**AVAILABLE DATA**

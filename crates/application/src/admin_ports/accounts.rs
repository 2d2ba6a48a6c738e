use async_trait::async_trait;
use chrono::NaiveDateTime;
use serde_json::{Map, Value, json};

use warden_core::AppResult;
use warden_domain::{AccountId, RoleId, format_datetime};

use super::listing::{ListQuery, Page};

/// Role reference attached to an account.
#[derive(Debug, Clone, PartialEq, Eq)]
pub struct RoleSummary {
    /// Role identifier.
    pub id: RoleId,
    /// Role slug.
    pub slug: String,
    /// Role display name.
    pub name: String,
}

/// Administrator account as stored.
#[derive(Debug, Clone, PartialEq, Eq)]
pub struct AccountRecord {
    /// Account identifier.
    pub id: AccountId,
    /// Unique sign-in name.
    pub username: String,
    /// Display name.
    pub name: String,
    /// Stored avatar reference.
    pub avatar: Option<String>,
    /// Start of the validity window.
    pub start_time: Option<NaiveDateTime>,
    /// End of the validity window.
    pub end_time: Option<NaiveDateTime>,
    /// Argon2id password hash.
    pub password_hash: String,
    /// Assigned roles ordered by assignment.
    pub roles: Vec<RoleSummary>,
    /// Creation timestamp.
    pub created_at: Option<NaiveDateTime>,
    /// Last update timestamp.
    pub updated_at: Option<NaiveDateTime>,
}

impl AccountRecord {
    /// Returns the record as screen values keyed by field name.
    #[must_use]
    pub fn to_screen_values(&self) -> Map<String, Value> {
        let mut values = Map::new();
        values.insert("id".to_owned(), json!(self.id.as_i64()));
        values.insert("username".to_owned(), json!(self.username));
        values.insert("name".to_owned(), json!(self.name));
        values.insert("avatar".to_owned(), json!(self.avatar));
        values.insert("start_time".to_owned(), datetime_value(self.start_time));
        values.insert("end_time".to_owned(), datetime_value(self.end_time));
        values.insert("password".to_owned(), json!(self.password_hash));
        values.insert(
            "roles".to_owned(),
            Value::Array(
                self.roles
                    .iter()
                    .map(|role| {
                        json!({ "id": role.id.as_i64(), "slug": role.slug, "name": role.name })
                    })
                    .collect(),
            ),
        );
        values.insert("created_at".to_owned(), datetime_value(self.created_at));
        values.insert("updated_at".to_owned(), datetime_value(self.updated_at));
        values
    }
}

pub(crate) fn datetime_value(value: Option<NaiveDateTime>) -> Value {
    value
        .map(|value| Value::String(format_datetime(&value)))
        .unwrap_or(Value::Null)
}

/// Account write payload after validation and save hooks.
#[derive(Debug, Clone, PartialEq, Eq)]
pub struct AccountDraft {
    /// Unique sign-in name.
    pub username: String,
    /// Display name.
    pub name: String,
    /// Avatar reference.
    pub avatar: Option<String>,
    /// Start of the validity window.
    pub start_time: NaiveDateTime,
    /// End of the validity window.
    pub end_time: NaiveDateTime,
    /// New password hash, or `None` to keep the stored one.
    pub password_hash: Option<String>,
    /// Replacement role set, or `None` to keep the stored one.
    pub role_ids: Option<Vec<RoleId>>,
}

/// Repository port for administrator accounts.
#[async_trait]
pub trait AccountRepository: Send + Sync {
    /// Lists one page of accounts.
    async fn list_accounts(&self, query: &ListQuery) -> AppResult<Page<AccountRecord>>;

    /// Finds an account with its roles.
    async fn find_account(&self, account_id: AccountId) -> AppResult<Option<AccountRecord>>;

    /// Creates an account. The draft must carry a password hash.
    async fn create_account(&self, draft: AccountDraft) -> AppResult<AccountRecord>;

    /// Updates an account.
    async fn update_account(
        &self,
        account_id: AccountId,
        draft: AccountDraft,
    ) -> AppResult<AccountRecord>;

    /// Deletes an account and its role assignments.
    async fn delete_account(&self, account_id: AccountId) -> AppResult<()>;
}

**EXERCISE DIRECTIONS**
Since only the number is needed, state how many lines of the listing contain the word "timestamp".

**WRITTEN ANSWER**
2